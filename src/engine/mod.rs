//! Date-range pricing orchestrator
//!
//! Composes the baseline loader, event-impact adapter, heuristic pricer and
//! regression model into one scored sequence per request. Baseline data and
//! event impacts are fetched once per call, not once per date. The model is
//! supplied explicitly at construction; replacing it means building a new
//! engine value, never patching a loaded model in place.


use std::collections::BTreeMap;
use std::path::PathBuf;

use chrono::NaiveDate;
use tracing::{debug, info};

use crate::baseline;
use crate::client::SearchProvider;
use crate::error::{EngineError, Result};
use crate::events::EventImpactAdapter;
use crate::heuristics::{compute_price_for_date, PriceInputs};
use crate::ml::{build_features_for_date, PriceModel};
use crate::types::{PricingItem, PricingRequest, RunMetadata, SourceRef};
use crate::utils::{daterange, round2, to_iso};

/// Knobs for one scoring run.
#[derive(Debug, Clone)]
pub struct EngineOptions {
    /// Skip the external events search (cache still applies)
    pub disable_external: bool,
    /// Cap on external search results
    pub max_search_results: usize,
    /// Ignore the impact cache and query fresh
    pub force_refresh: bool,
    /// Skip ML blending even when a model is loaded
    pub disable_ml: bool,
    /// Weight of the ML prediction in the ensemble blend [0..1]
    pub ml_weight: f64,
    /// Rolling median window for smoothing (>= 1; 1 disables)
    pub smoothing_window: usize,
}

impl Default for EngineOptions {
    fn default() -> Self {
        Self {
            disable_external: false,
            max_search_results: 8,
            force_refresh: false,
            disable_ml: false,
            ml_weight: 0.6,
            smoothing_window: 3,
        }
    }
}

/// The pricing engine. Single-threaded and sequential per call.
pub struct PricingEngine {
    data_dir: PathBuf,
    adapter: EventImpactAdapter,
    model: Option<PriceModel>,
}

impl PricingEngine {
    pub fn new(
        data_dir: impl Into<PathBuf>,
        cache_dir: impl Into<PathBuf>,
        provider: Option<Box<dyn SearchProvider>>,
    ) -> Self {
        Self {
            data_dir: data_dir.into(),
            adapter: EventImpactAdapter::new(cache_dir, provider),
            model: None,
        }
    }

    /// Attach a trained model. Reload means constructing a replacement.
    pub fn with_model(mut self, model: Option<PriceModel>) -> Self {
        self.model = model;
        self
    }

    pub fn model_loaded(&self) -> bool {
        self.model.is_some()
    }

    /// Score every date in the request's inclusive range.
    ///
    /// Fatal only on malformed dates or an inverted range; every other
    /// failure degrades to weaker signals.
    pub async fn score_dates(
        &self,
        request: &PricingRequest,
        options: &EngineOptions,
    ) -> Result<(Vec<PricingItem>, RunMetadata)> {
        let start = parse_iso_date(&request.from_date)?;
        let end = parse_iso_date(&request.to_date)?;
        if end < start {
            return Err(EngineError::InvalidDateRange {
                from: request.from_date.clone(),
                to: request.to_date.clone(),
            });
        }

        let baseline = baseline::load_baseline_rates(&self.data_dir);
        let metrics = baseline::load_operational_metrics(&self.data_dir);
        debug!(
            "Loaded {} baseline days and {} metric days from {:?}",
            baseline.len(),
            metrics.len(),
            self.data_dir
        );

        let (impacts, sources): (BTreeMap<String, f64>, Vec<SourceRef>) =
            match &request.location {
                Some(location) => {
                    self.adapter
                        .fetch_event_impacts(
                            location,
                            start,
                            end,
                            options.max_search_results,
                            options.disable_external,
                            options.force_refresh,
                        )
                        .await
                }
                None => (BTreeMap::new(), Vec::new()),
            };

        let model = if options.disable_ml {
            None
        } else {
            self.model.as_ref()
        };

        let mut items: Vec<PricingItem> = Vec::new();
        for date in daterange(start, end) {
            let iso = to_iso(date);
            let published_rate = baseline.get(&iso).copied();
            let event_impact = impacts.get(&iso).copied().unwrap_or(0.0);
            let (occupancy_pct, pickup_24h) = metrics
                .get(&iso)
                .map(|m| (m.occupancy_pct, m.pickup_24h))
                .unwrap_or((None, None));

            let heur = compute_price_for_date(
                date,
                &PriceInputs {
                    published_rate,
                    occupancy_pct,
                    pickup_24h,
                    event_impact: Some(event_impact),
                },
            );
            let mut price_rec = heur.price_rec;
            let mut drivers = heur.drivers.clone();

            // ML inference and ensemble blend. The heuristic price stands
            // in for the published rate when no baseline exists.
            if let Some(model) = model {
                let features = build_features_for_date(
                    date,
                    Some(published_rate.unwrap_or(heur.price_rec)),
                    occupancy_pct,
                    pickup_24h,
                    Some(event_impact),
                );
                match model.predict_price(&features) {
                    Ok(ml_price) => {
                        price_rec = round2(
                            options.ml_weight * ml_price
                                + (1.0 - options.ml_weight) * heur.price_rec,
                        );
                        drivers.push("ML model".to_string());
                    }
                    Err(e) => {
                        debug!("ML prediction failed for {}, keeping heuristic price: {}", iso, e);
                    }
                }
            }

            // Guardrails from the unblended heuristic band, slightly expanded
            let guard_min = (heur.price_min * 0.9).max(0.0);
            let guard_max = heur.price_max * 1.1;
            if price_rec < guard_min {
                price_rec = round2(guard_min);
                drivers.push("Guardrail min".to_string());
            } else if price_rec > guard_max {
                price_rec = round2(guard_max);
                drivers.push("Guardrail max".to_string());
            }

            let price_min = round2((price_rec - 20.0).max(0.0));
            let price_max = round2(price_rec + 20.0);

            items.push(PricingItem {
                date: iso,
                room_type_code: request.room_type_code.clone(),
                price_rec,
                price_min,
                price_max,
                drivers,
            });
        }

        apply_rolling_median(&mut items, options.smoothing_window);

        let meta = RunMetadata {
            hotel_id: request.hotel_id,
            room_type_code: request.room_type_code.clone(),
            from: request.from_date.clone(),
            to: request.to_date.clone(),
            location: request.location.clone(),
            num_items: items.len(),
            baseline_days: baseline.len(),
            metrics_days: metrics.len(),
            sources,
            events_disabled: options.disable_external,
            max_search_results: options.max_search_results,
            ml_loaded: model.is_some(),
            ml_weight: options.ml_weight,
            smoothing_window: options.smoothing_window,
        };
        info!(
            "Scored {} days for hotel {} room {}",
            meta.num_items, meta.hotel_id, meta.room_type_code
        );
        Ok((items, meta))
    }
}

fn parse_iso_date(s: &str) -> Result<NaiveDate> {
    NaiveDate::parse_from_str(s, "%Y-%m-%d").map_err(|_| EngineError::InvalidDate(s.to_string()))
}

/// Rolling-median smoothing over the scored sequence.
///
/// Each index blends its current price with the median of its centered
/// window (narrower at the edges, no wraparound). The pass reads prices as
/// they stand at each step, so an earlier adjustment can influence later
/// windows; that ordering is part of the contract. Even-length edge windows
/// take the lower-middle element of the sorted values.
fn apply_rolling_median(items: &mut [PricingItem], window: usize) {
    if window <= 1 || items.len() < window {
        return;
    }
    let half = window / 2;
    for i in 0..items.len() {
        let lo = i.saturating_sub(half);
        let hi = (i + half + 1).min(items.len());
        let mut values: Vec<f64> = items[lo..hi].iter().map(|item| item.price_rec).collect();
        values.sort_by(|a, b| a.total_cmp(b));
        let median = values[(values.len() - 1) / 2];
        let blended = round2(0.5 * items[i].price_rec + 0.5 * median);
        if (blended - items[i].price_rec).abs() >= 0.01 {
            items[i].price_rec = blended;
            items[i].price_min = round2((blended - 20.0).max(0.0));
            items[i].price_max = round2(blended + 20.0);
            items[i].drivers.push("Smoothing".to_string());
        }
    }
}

◆ **EXERCISE BRIEF**
The answer must be an exact copy of the lines from the one containing "let lo = i.saturating_sub(half);" through the last line of the records, both included.

◆ **TASK RESULT**
        let lo = i.saturating_sub(half);
        let hi = (i + half + 1).min(items.len());
        let mut values: Vec<f64> = items[lo..hi].iter().map(|item| item.price_rec).collect();
        values.sort_by(|a, b| a.total_cmp(b));
        let median = values[(values.len() - 1) / 2];
        let blended = round2(0.5 * items[i].price_rec + 0.5 * median);
        if (blended - items[i].price_rec).abs() >= 0.01 {
            items[i].price_rec = blended;
            items[i].price_min = round2((blended - 20.0).max(0.0));
            items[i].price_max = round2(blended + 20.0);
            items[i].drivers.push("Smoothing".to_string());
        }
    }
}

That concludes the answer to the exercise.